Stored data
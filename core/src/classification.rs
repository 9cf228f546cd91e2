//! Customer status classification.
//!
//! Decision order (first match wins, never reordered):
//!   1. more than `scrapped_after_days` past expiry     → possibly_scrapped
//!   2. more than `lost_after_days` past expiry, 1 visit → first_time_lost
//!   3. more than `lost_after_days` past expiry          → long_term_lost
//!   4. otherwise                                        → active
//!
//! Both comparisons are strict: exactly 1460 days past expiry is not yet
//! scrapped.

use crate::{
    config::LifecycleRules,
    customer::{CustomerStatus, CustomerTags},
    inspection::days_between,
    types::Days,
};
use chrono::NaiveDate;
use serde::{Deserialize, Serialize};

/// The status group written by one classification pass. Flags not implied
/// by the matched branch are false.
#[derive(Debug, Clone, Copy, PartialEq, Eq, Serialize, Deserialize)]
pub struct Classification {
    pub status:                  CustomerStatus,
    pub is_active_customer:      bool,
    pub is_first_time_no_return: bool,
    pub is_long_term_absent:     bool,
    pub days_overdue:            Days,
}

impl Classification {
    fn from_status(status: CustomerStatus, days_overdue: Days) -> Self {
        Self {
            status,
            is_active_customer:      status.is_active(),
            is_first_time_no_return: status == CustomerStatus::FirstTimeLost,
            is_long_term_absent:     matches!(
                status,
                CustomerStatus::LongTermLost | CustomerStatus::PossiblyScrapped
            ),
            days_overdue,
        }
    }
}

/// Classify against `reference`. Returns `None` when the expiry date is
/// unknown; the caller then keeps whatever classification it already had.
pub fn classify(
    inspection_expiry_date: Option<NaiveDate>,
    visit_count: i64,
    reference: NaiveDate,
    rules: &LifecycleRules,
) -> Option<Classification> {
    let expiry = inspection_expiry_date?;
    let days_overdue = days_between(expiry, reference);

    let status = if days_overdue > rules.scrapped_after_days {
        CustomerStatus::PossiblyScrapped
    } else if days_overdue > rules.lost_after_days && visit_count == 1 {
        CustomerStatus::FirstTimeLost
    } else if days_overdue > rules.lost_after_days {
        CustomerStatus::LongTermLost
    } else {
        CustomerStatus::Active
    };

    Some(Classification::from_status(status, days_overdue))
}

/// Write `status` and the flags it implies, clearing the others.
pub fn apply_status(tags: &mut CustomerTags, status: CustomerStatus) {
    let derived = Classification::from_status(status, 0);
    tags.customer_status         = derived.status;
    tags.is_active_customer      = derived.is_active_customer;
    tags.is_first_time_no_return = derived.is_first_time_no_return;
    tags.is_long_term_absent     = derived.is_long_term_absent;
}

/// A status change observed between two passes.
#[derive(Debug, Clone, Copy, PartialEq, Eq, Serialize, Deserialize)]
pub struct StatusTransition {
    pub from: CustomerStatus,
    pub to:   CustomerStatus,
}

impl StatusTransition {
    pub fn between(from: CustomerStatus, to: CustomerStatus) -> Option<Self> {
        (from != to).then_some(Self { from, to })
    }

    /// True when a lost or scrapped customer came back to active.
    pub fn is_reactivation(&self) -> bool {
        !self.from.is_active() && self.to.is_active()
    }
}
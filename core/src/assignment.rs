//! Call assignments and per-agent daily call targets.
//!
//! Managers and admins hand customers to agents; agents work through their
//! queue. Status moves forward only:
//!
//!   pending ──► in_progress ──► completed
//!      │             │
//!      └─────────────┴────────► cancelled

use crate::{
    call_outcome::{Actor, UserRole},
    clock::Clock,
    error::{CrmError, CrmResult},
    event::{CrmEvent, EventLogEntry},
    store::CrmStore,
    types::{CallAssignmentId, CustomerId, Username},
};
use chrono::{NaiveDate, NaiveDateTime};
use serde::{Deserialize, Serialize};
use std::str::FromStr;

const EVENT_SOURCE: &str = "assignments";

/// Target used for users without a stored profile.
pub const DEFAULT_DAILY_CALL_TARGET: i64 = 100;

// ── Public types ─────────────────────────────────────────────────────────────

#[derive(Debug, Clone, Copy, Default, PartialEq, Eq, Hash, Serialize, Deserialize)]
#[serde(rename_all = "snake_case")]
pub enum AssignmentPriority {
    Urgent,
    High,
    #[default]
    Normal,
    Low,
}

impl AssignmentPriority {
    pub fn as_str(&self) -> &'static str {
        match self {
            Self::Urgent => "urgent",
            Self::High   => "high",
            Self::Normal => "normal",
            Self::Low    => "low",
        }
    }
}

impl FromStr for AssignmentPriority {
    type Err = CrmError;

    fn from_str(s: &str) -> Result<Self, Self::Err> {
        match s {
            "urgent" => Ok(Self::Urgent),
            "high"   => Ok(Self::High),
            "normal" => Ok(Self::Normal),
            "low"    => Ok(Self::Low),
            other => Err(CrmError::UnknownVariant { kind: "assignment_priority", value: other.into() }),
        }
    }
}

#[derive(Debug, Clone, Copy, Default, PartialEq, Eq, Hash, Serialize, Deserialize)]
#[serde(rename_all = "snake_case")]
pub enum AssignmentStatus {
    #[default]
    Pending,
    InProgress,
    Completed,
    Cancelled,
}

impl AssignmentStatus {
    pub fn as_str(&self) -> &'static str {
        match self {
            Self::Pending    => "pending",
            Self::InProgress => "in_progress",
            Self::Completed  => "completed",
            Self::Cancelled  => "cancelled",
        }
    }

    pub fn is_open(&self) -> bool {
        matches!(self, Self::Pending | Self::InProgress)
    }

    /// Whether `self → next` is a legal move.
    pub fn can_move_to(&self, next: AssignmentStatus) -> bool {
        match next {
            Self::InProgress => *self == Self::Pending,
            Self::Completed | Self::Cancelled => self.is_open(),
            Self::Pending => false,
        }
    }
}

impl FromStr for AssignmentStatus {
    type Err = CrmError;

    fn from_str(s: &str) -> Result<Self, Self::Err> {
        match s {
            "pending"     => Ok(Self::Pending),
            "in_progress" => Ok(Self::InProgress),
            "completed"   => Ok(Self::Completed),
            "cancelled"   => Ok(Self::Cancelled),
            other => Err(CrmError::UnknownVariant { kind: "assignment_status", value: other.into() }),
        }
    }
}

#[derive(Debug, Clone, PartialEq, Eq, Serialize, Deserialize)]
pub struct CallAssignment {
    pub id:           CallAssignmentId,
    pub customer_id:  CustomerId,
    pub assigned_to:  Username,
    pub assigned_by:  Username,
    pub assigned_at:  NaiveDateTime,
    pub priority:     AssignmentPriority,
    pub status:       AssignmentStatus,
    pub due_date:     Option<NaiveDate>,
    pub notes:        String,
    pub completed_at: Option<NaiveDateTime>,
}

impl CallAssignment {
    pub fn is_overdue(&self, today: NaiveDate) -> bool {
        self.status.is_open() && self.due_date.is_some_and(|due| due < today)
    }
}

#[derive(Debug, Clone, PartialEq, Eq, Serialize, Deserialize)]
pub struct NewAssignment {
    pub customer_id: CustomerId,
    pub assigned_to: Username,
    pub priority:    AssignmentPriority,
    pub due_date:    Option<NaiveDate>,
    pub notes:       String,
}

impl NewAssignment {
    pub fn new(customer_id: CustomerId, assigned_to: impl Into<Username>) -> Self {
        Self {
            customer_id,
            assigned_to: assigned_to.into(),
            priority:    AssignmentPriority::Normal,
            due_date:    None,
            notes:       String::new(),
        }
    }

    pub fn with_priority(mut self, priority: AssignmentPriority) -> Self {
        self.priority = priority;
        self
    }

    pub fn due_on(mut self, date: NaiveDate) -> Self {
        self.due_date = Some(date);
        self
    }
}

#[derive(Debug, Clone, PartialEq, Eq, Serialize, Deserialize)]
pub struct UserProfile {
    pub username:          Username,
    pub role:              UserRole,
    pub daily_call_target: i64,
}

impl UserProfile {
    pub fn new(username: impl Into<Username>, role: UserRole) -> Self {
        Self {
            username: username.into(),
            role,
            daily_call_target: DEFAULT_DAILY_CALL_TARGET,
        }
    }

    pub fn with_daily_call_target(mut self, target: i64) -> Self {
        self.daily_call_target = target;
        self
    }
}

/// One agent's calls today against their target.
#[derive(Debug, Clone, PartialEq, Serialize, Deserialize)]
pub struct DailyCallProgress {
    pub username:  Username,
    pub date:      NaiveDate,
    pub target:    i64,
    pub calls:     i64,
    /// Never negative, even past the target.
    pub remaining: i64,
    /// Whole percent; may exceed 100. Zero for a zero target.
    pub rate:      f64,
}

// ── Operations ───────────────────────────────────────────────────────────────

pub fn assign_customer(
    store: &CrmStore,
    assignment: &NewAssignment,
    assigner: &Actor,
    clock: &dyn Clock,
) -> CrmResult<CallAssignmentId> {
    if !assigner.is_staff() {
        return Err(CrmError::InvalidInput(format!(
            "{} may not assign calls",
            assigner.username
        )));
    }
    if assignment.assigned_to.trim().is_empty() {
        return Err(CrmError::InvalidInput("assignee must not be empty".into()));
    }
    let now = clock.now();

    store.within_transaction(false, |store| {
        store.get_customer(assignment.customer_id)?;
        let id = store.insert_call_assignment(assignment, &assigner.username, now)?;
        log_event(store, now, &CrmEvent::AssignmentCreated {
            assignment_id: id,
            customer_id:   assignment.customer_id,
            assigned_to:   assignment.assigned_to.clone(),
            priority:      assignment.priority,
        })?;
        log::info!(
            "assignments: customer {} -> {} ({})",
            assignment.customer_id,
            assignment.assigned_to,
            assignment.priority.as_str()
        );
        Ok(id)
    })
}

pub fn start_assignment(
    store: &CrmStore,
    id: CallAssignmentId,
    actor: &Actor,
    clock: &dyn Clock,
) -> CrmResult<CallAssignment> {
    transition(store, id, AssignmentStatus::InProgress, actor, clock)
}

pub fn complete_assignment(
    store: &CrmStore,
    id: CallAssignmentId,
    actor: &Actor,
    clock: &dyn Clock,
) -> CrmResult<CallAssignment> {
    transition(store, id, AssignmentStatus::Completed, actor, clock)
}

/// Staff only.
pub fn cancel_assignment(
    store: &CrmStore,
    id: CallAssignmentId,
    actor: &Actor,
    clock: &dyn Clock,
) -> CrmResult<CallAssignment> {
    transition(store, id, AssignmentStatus::Cancelled, actor, clock)
}

pub fn daily_call_progress(
    store: &CrmStore,
    username: &str,
    today: NaiveDate,
) -> CrmResult<DailyCallProgress> {
    let target = store
        .get_user_profile(username)?
        .map_or(DEFAULT_DAILY_CALL_TARGET, |p| p.daily_call_target);
    let calls = store.call_count_by_caller_on(username, today)?;
    let rate = if target > 0 {
        (calls as f64 / target as f64 * 100.0).round()
    } else {
        0.0
    };
    Ok(DailyCallProgress {
        username: username.to_string(),
        date: today,
        target,
        calls,
        remaining: (target - calls).max(0),
        rate,
    })
}

fn transition(
    store: &CrmStore,
    id: CallAssignmentId,
    next: AssignmentStatus,
    actor: &Actor,
    clock: &dyn Clock,
) -> CrmResult<CallAssignment> {
    let now = clock.now();
    store.within_transaction(false, |store| {
        let current = store.get_call_assignment(id)?;
        let allowed = match next {
            AssignmentStatus::Cancelled => actor.is_staff(),
            _ => actor.is_staff() || current.assigned_to == actor.username,
        };
        if !allowed {
            return Err(CrmError::InvalidInput(format!(
                "{} may not move assignment {id} to {}",
                actor.username,
                next.as_str()
            )));
        }
        if !current.status.can_move_to(next) {
            return Err(CrmError::InvalidInput(format!(
                "assignment {id} cannot move from {} to {}",
                current.status.as_str(),
                next.as_str()
            )));
        }

        store.set_assignment_status(id, next, now)?;
        log_event(store, now, &CrmEvent::AssignmentStatusChanged {
            assignment_id: id,
            from:          current.status,
            to:            next,
        })?;
        log::debug!("assignments: {id} {} -> {}", current.status.as_str(), next.as_str());
        store.get_call_assignment(id)
    })
}

fn log_event(store: &CrmStore, now: NaiveDateTime, event: &CrmEvent) -> CrmResult<()> {
    store.append_event(&EventLogEntry::new(EVENT_SOURCE, event, now)?)
}
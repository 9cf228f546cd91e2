//! Read-only dashboard aggregates.
//!
//! Everything here is a count over fields the engine already derived. No
//! classification happens in this module.

use crate::{
    config::LifecycleRules,
    customer::{ContactStatus, CustomerStatus, HappyCallWindow, Priority},
    error::CrmResult,
    store::{CrmStore, CustomerFilter},
};
use chrono::NaiveDate;
use serde::{Deserialize, Serialize};

/// Today's progress on one outreach target group.
#[derive(Debug, Clone, Copy, Default, PartialEq, Serialize, Deserialize)]
pub struct TargetProgress {
    pub total:     i64,
    /// Not yet called today.
    pub remaining: i64,
    pub completed: i64,
    /// Percent, rounded to a whole number.
    pub progress:  f64,
}

impl TargetProgress {
    pub fn new(total: i64, remaining: i64) -> Self {
        let completed = total - remaining;
        let progress = if total > 0 {
            (completed as f64 / total as f64 * 100.0).round()
        } else {
            0.0
        };
        Self { total, remaining, completed, progress }
    }
}

#[derive(Debug, Clone, PartialEq, Serialize, Deserialize)]
pub struct DashboardSummary {
    pub date:            NaiveDate,
    pub total_customers: i64,
    pub by_status:       Vec<(CustomerStatus, i64)>,
    pub by_priority:     Vec<(Priority, i64)>,
    pub by_contact:      Vec<(ContactStatus, i64)>,

    pub vip:                 i64,
    pub due_soon:            i64,
    pub overdue:             i64,
    pub frequent_visitors:   i64,
    pub first_time_lost:     i64,
    pub long_term_absent:    i64,
    pub active:              i64,

    pub happy_calls: Vec<(HappyCallWindow, TargetProgress)>,
    pub overdue_targets:   TargetProgress,
    pub returning_targets: TargetProgress,
    pub vip_targets:       TargetProgress,

    pub calls_today:            i64,
    pub connected_today:        i64,
    pub customers_called_today: i64,
    /// Customers called today over the targets still open, whole percent.
    pub today_target_completion_rate: f64,

    pub open_follow_ups:       i64,
    pub follow_ups_due_today:  i64,
    pub overdue_follow_ups:    i64,
    pub follow_up_calls_today: i64,

    pub open_assignments:    i64,
    pub overdue_assignments: i64,
}

impl DashboardSummary {
    /// `rules` supplies the due-soon window.
    pub fn compute(store: &CrmStore, today: NaiveDate, rules: &LifecycleRules) -> CrmResult<Self> {
        let count = |filter| store.count_customers(filter, today, false);
        let target = |filter| -> CrmResult<TargetProgress> {
            Ok(TargetProgress::new(
                store.count_customers(filter, today, false)?,
                store.count_customers(filter, today, true)?,
            ))
        };

        let by_status = CustomerStatus::ALL
            .into_iter()
            .map(|s| Ok((s, count(CustomerFilter::Status(s))?)))
            .collect::<CrmResult<Vec<_>>>()?;
        let by_priority = Priority::ALL
            .into_iter()
            .map(|p| Ok((p, count(CustomerFilter::Priority(p))?)))
            .collect::<CrmResult<Vec<_>>>()?;
        let by_contact = ContactStatus::ALL
            .into_iter()
            .map(|c| Ok((c, count(CustomerFilter::Contact(c))?)))
            .collect::<CrmResult<Vec<_>>>()?;
        let happy_calls = HappyCallWindow::ALL
            .into_iter()
            .map(|w| Ok((w, target(CustomerFilter::HappyCall(w))?)))
            .collect::<CrmResult<Vec<_>>>()?;

        let mut summary = Self {
            date: today,
            total_customers: count(CustomerFilter::All)?,
            by_status,
            by_priority,
            by_contact,
            vip:               count(CustomerFilter::Vip)?,
            due_soon:          count(CustomerFilter::DueSoon { days: rules.due_soon_days })?,
            overdue:           count(CustomerFilter::InspectionOverdue)?,
            frequent_visitors: count(CustomerFilter::FrequentVisitor)?,
            first_time_lost:   count(CustomerFilter::FirstTimeNoReturn)?,
            long_term_absent:  count(CustomerFilter::LongTermAbsent)?,
            active:            count(CustomerFilter::ActiveCustomer)?,
            happy_calls,
            overdue_targets:   target(CustomerFilter::InspectionOverdue)?,
            returning_targets: target(CustomerFilter::Returning)?,
            vip_targets:       target(CustomerFilter::Vip)?,
            calls_today:            store.call_count_on(today, false)?,
            connected_today:        store.call_count_on(today, true)?,
            customers_called_today: store.customers_called_on(today)?,
            today_target_completion_rate: 0.0,
            open_follow_ups:       store.pending_follow_up_count()?,
            follow_ups_due_today:  store.follow_ups_due_on(today)?,
            overdue_follow_ups:    store.overdue_follow_ups(today)?,
            follow_up_calls_today: store.follow_up_calls_on(today)?,
            open_assignments:    store.open_assignment_count()?,
            overdue_assignments: store.overdue_assignments(today)?.len() as i64,
        };
        let targets = summary.targets_remaining();
        if targets > 0 {
            summary.today_target_completion_rate =
                (summary.customers_called_today as f64 / targets as f64 * 100.0).round();
        }
        Ok(summary)
    }

    /// Customers still to call today across happy-call windows plus the
    /// overdue and returning groups. A customer in two groups counts twice.
    pub fn targets_remaining(&self) -> i64 {
        let happy: i64 = self.happy_calls.iter().map(|(_, t)| t.remaining).sum();
        happy + self.overdue_targets.remaining + self.returning_targets.remaining
    }

    pub fn status_count(&self, status: CustomerStatus) -> i64 {
        lookup(&self.by_status, &status)
    }

    pub fn priority_count(&self, priority: Priority) -> i64 {
        lookup(&self.by_priority, &priority)
    }

    pub fn happy_call(&self, window: HappyCallWindow) -> TargetProgress {
        self.happy_calls
            .iter()
            .find(|(w, _)| *w == window)
            .map(|(_, t)| *t)
            .unwrap_or_default()
    }
}

fn lookup<K: PartialEq>(pairs: &[(K, i64)], key: &K) -> i64 {
    pairs
        .iter()
        .find(|(k, _)| k == key)
        .map(|(_, n)| *n)
        .unwrap_or(0)
}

• [Aim of the task]:
Lines after the one containing "let expiry = inspection_expiry_date?;" are left out; every line from the start of the entries through that line is restated word for word.

• [Task answer]:
filename core/src/classification.rs
repository 9cf228f546cd91e2
//! Customer status classification.
//!
//! Decision order (first match wins, never reordered):
//!   1. more than `scrapped_after_days` past expiry     → possibly_scrapped
//!   2. more than `lost_after_days` past expiry, 1 visit → first_time_lost
//!   3. more than `lost_after_days` past expiry          → long_term_lost
//!   4. otherwise                                        → active
//!
//! Both comparisons are strict: exactly 1460 days past expiry is not yet
//! scrapped.

use crate::{
    config::LifecycleRules,
    customer::{CustomerStatus, CustomerTags},
    inspection::days_between,
    types::Days,
};
use chrono::NaiveDate;
use serde::{Deserialize, Serialize};

/// The status group written by one classification pass. Flags not implied
/// by the matched branch are false.
#[derive(Debug, Clone, Copy, PartialEq, Eq, Serialize, Deserialize)]
pub struct Classification {
    pub status:                  CustomerStatus,
    pub is_active_customer:      bool,
    pub is_first_time_no_return: bool,
    pub is_long_term_absent:     bool,
    pub days_overdue:            Days,
}

impl Classification {
    fn from_status(status: CustomerStatus, days_overdue: Days) -> Self {
        Self {
            status,
            is_active_customer:      status.is_active(),
            is_first_time_no_return: status == CustomerStatus::FirstTimeLost,
            is_long_term_absent:     matches!(
                status,
                CustomerStatus::LongTermLost | CustomerStatus::PossiblyScrapped
            ),
            days_overdue,
        }
    }
}

/// Classify against `reference`. Returns `None` when the expiry date is
/// unknown; the caller then keeps whatever classification it already had.
pub fn classify(
    inspection_expiry_date: Option<NaiveDate>,
    visit_count: i64,
    reference: NaiveDate,
    rules: &LifecycleRules,
) -> Option<Classification> {
    let expiry = inspection_expiry_date?;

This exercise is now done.